Below are the records. Count the lines containing the string "requirement", and reply with the number alone.

** THE DATA follows **

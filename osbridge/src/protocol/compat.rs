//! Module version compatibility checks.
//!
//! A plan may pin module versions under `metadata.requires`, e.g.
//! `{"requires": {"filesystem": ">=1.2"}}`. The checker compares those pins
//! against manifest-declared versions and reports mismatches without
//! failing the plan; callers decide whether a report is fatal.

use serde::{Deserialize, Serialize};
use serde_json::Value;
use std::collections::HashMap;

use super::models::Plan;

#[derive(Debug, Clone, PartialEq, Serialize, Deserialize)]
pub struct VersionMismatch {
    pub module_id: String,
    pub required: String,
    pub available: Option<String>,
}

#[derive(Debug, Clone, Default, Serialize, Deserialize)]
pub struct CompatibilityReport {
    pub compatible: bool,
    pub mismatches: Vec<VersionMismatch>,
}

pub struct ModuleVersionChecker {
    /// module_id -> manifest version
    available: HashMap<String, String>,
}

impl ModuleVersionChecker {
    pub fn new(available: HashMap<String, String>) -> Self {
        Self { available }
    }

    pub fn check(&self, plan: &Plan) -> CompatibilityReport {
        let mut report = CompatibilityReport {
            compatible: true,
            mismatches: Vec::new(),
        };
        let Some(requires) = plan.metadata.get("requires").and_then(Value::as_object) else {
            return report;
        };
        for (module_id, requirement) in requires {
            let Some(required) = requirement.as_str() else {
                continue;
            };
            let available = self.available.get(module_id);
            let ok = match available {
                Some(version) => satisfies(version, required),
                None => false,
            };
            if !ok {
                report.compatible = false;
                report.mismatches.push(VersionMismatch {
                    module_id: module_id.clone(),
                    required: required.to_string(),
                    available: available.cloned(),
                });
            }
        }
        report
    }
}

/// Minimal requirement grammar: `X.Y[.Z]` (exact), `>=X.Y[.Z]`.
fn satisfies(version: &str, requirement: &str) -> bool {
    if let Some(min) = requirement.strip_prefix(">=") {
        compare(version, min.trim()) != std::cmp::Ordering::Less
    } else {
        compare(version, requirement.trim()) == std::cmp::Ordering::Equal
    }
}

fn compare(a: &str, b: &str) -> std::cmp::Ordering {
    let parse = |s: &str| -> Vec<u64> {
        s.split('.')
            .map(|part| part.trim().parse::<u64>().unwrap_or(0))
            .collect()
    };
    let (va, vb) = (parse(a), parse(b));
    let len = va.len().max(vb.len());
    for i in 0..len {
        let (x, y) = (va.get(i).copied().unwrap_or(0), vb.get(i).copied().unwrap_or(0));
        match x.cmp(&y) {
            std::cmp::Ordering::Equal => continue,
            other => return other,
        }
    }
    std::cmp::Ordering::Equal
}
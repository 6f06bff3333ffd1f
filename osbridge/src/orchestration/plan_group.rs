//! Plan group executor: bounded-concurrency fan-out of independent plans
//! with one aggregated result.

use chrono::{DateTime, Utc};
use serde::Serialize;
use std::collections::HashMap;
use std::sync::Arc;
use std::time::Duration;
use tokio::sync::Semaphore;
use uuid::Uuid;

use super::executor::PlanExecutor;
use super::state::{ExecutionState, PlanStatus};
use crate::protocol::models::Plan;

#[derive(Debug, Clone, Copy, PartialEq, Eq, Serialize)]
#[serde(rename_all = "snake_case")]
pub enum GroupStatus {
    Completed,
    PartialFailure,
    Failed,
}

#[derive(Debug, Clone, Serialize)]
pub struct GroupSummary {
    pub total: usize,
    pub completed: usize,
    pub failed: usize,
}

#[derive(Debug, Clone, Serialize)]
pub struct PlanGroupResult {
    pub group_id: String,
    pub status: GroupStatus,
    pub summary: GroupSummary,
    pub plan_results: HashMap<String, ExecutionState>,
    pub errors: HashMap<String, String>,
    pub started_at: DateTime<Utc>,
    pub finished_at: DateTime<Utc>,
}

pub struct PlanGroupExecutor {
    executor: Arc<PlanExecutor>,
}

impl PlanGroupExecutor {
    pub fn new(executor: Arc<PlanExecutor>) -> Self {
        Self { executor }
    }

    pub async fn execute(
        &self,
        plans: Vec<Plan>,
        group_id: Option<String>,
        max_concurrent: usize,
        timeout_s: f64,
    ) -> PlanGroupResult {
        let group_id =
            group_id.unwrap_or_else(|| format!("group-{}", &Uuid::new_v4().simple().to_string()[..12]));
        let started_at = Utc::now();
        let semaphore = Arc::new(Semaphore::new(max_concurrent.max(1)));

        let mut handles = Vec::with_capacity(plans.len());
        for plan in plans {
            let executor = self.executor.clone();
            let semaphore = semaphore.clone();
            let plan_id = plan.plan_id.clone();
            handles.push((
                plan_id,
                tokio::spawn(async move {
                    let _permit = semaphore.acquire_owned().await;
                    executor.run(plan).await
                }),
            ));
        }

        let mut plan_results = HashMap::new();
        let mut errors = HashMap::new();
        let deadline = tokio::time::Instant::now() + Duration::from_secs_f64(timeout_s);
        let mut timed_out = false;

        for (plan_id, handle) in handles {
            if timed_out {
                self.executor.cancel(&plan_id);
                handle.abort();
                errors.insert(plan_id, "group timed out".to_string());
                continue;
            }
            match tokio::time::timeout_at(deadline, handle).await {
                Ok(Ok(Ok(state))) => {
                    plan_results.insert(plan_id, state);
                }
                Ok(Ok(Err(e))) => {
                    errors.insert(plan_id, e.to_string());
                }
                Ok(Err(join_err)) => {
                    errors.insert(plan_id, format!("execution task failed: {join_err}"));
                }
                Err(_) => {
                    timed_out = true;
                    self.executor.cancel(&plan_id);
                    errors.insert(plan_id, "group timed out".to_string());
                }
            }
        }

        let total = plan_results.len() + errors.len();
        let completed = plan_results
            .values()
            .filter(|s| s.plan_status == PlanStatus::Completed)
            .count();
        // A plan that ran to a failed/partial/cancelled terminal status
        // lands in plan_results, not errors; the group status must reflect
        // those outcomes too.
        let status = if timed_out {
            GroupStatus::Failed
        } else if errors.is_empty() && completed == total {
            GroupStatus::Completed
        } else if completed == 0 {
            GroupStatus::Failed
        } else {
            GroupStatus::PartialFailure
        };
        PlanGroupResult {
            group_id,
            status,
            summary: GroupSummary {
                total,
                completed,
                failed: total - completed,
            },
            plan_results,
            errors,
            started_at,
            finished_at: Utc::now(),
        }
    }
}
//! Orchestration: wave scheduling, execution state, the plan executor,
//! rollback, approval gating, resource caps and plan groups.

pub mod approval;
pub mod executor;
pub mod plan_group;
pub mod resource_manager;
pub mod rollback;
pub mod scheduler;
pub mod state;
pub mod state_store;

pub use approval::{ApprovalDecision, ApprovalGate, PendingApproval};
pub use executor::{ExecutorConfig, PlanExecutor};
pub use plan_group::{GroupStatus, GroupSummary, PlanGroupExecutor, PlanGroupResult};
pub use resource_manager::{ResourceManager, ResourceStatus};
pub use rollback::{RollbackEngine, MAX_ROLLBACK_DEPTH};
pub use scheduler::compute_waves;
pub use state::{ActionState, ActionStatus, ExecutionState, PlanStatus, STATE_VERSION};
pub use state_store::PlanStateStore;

** End of THE DATA **

RESULT OF THIS EXERCISE:
6